> **WHAT TO DO**: Which lines of the entries below include "ExchangeResult"? List them all.

[Saved entries]
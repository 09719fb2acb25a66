//! Lifecycle management subsystem.
//!
//! # Data Flow
//! ```text
//! Start (service.rs):
//!     Refuse if running → Bind loopback → Allocate slot table
//!         → Spawn accept loop → Wait for readiness → Running
//!
//! Stop (service.rs):
//!     Not running → no-op
//!     Running → Cancel accept loop → Force-drain sessions → Stopped
//!
//! Signals (signals.rs):
//!     SIGTERM/SIGINT → Stop
//! ```
//!
//! # Design Decisions
//! - Start is all-or-nothing: a failure releases everything acquired so far
//! - Stop is a hard cancellation, bounded by the drain timeout

pub mod service;
pub mod shutdown;
pub mod signals;

pub use service::{ApiService, ServiceError, StopOutcome};
pub use shutdown::Shutdown;
//! Re-request the missing part of a batch until it is complete.

use tokio::time::Instant;

use crate::config::RetryConfig;
use crate::exchange::client::ExchangeClient;
use crate::exchange::contract::Exchange;
use crate::exchange::types::{BlockBatch, Cid, ExchangeResult};
use crate::resilience::backoff_delay;

/// Batch fetch with retries for missing ids.
///
/// Stops when every id is found, attempts run out, or the next backoff
/// would end past `deadline`. Blocks are listed in the order they arrived.
pub async fn fetch_with_retry<E: Exchange>(
    client: &ExchangeClient<E>,
    deadline: Instant,
    cids: &[Cid],
    policy: &RetryConfig,
) -> ExchangeResult<BlockBatch> {
    let mut batch = client.get_blocks(deadline, cids).await?;
    let mut attempt = 1;

    while !batch.is_complete() && attempt < policy.max_attempts {
        let delay = backoff_delay(attempt, policy);
        if Instant::now() + delay >= deadline {
            tracing::debug!(missing = batch.missing.len(), "No time left for another attempt");
            break;
        }
        tokio::time::sleep(delay).await;
        attempt += 1;

        let retried = client.get_blocks(deadline, &batch.missing).await?;
        tracing::debug!(
            attempt,
            recovered = retried.found.len(),
            missing = retried.missing.len(),
            "Retried missing blocks"
        );
        batch.found.extend(retried.found);
        batch.missing = retried.missing;
    }

    Ok(batch)
}

#[cfg(test)]
mod tests {
    use super::*;
    use crate::exchange::memory::{MemoryExchange, MemoryPeer};
    use crate::exchange::types::Block;
    use std::sync::Arc;
    use std::time::Duration;

    fn policy(max_attempts: u32) -> RetryConfig {
        RetryConfig {
            max_attempts,
            base_delay_ms: 40,
            max_delay_ms: 200,
        }
    }

    #[tokio::test]
    async fn recovers_once_peer_comes_back() {
        let peer = Arc::new(MemoryPeer::new("flaky"));
        let block = Block::new(b"eventually".to_vec());
        peer.insert(block.clone());
        peer.set_reachable(false);

        let client = ExchangeClient::new(MemoryExchange::new(vec![peer.clone()]));
        let revive = {
            let peer = peer.clone();
            tokio::spawn(async move {
                tokio::time::sleep(Duration::from_millis(20)).await;
                peer.set_reachable(true);
            })
        };

        let deadline = Instant::now() + Duration::from_secs(2);
        let batch = fetch_with_retry(&client, deadline, &[*block.cid()], &policy(4)).await.unwrap();
        revive.await.unwrap();

        assert!(batch.is_complete());
        assert_eq!(batch.found, vec![block]);
    }

    #[tokio::test]
    async fn gives_up_after_max_attempts() {
        let engine = MemoryExchange::new(vec![Arc::new(MemoryPeer::new("empty"))]);
        let client = ExchangeClient::new(engine);
        let cid = Cid::digest(b"never");

        let deadline = Instant::now() + Duration::from_secs(5);
        let batch = fetch_with_retry(&client, deadline, &[cid], &policy(3)).await.unwrap();

        assert_eq!(batch.missing, vec![cid]);
        // One peer, three attempts.
        assert_eq!(client.engine().peer_queries(), 3);
    }
}
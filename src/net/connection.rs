//! Session identity and descriptor.
//!
//! # Responsibilities
//! - Generate unique session IDs for tracing and slot ownership
//! - Describe an admitted connection (peer, slot index, read deadline)

use std::net::SocketAddr;
use std::sync::atomic::{AtomicU64, Ordering};
use std::time::Duration;

/// Global atomic counter for session IDs.
/// Relaxed ordering is enough: only uniqueness is needed.
static SESSION_ID_COUNTER: AtomicU64 = AtomicU64::new(1);

/// Unique identifier for an admitted session.
///
/// A slot is owned by `(index, SessionId)`, so a stale release for a slot that
/// has since been drained never touches another session's entry.
#[derive(Debug, Clone, Copy, PartialEq, Eq, Hash)]
pub struct SessionId(u64);

impl SessionId {
    /// Generate a new unique session ID.
    pub fn new() -> Self {
        Self(SESSION_ID_COUNTER.fetch_add(1, Ordering::Relaxed))
    }

    /// Get the raw ID value.
    pub fn as_u64(&self) -> u64 {
        self.0
    }
}

impl Default for SessionId {
    fn default() -> Self {
        Self::new()
    }
}

impl std::fmt::Display for SessionId {
    fn fmt(&self, f: &mut std::fmt::Formatter<'_>) -> std::fmt::Result {
        write!(f, "session-{}", self.0)
    }
}

/// Everything a worker needs to know about the connection it serves.
#[derive(Debug, Clone, Copy)]
pub struct Session {
    pub id: SessionId,
    pub peer: SocketAddr,
    pub index: usize,
    pub timeout: Duration,
}

impl Session {
    /// 1-based slot number as shown in logs.
    pub fn slot_number(&self) -> usize {
        self.index + 1
    }
}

> **TASK OUTPUT**:
use crate::exchange::types::{BlockBatch, Cid, ExchangeResult};
) -> ExchangeResult<BlockBatch> {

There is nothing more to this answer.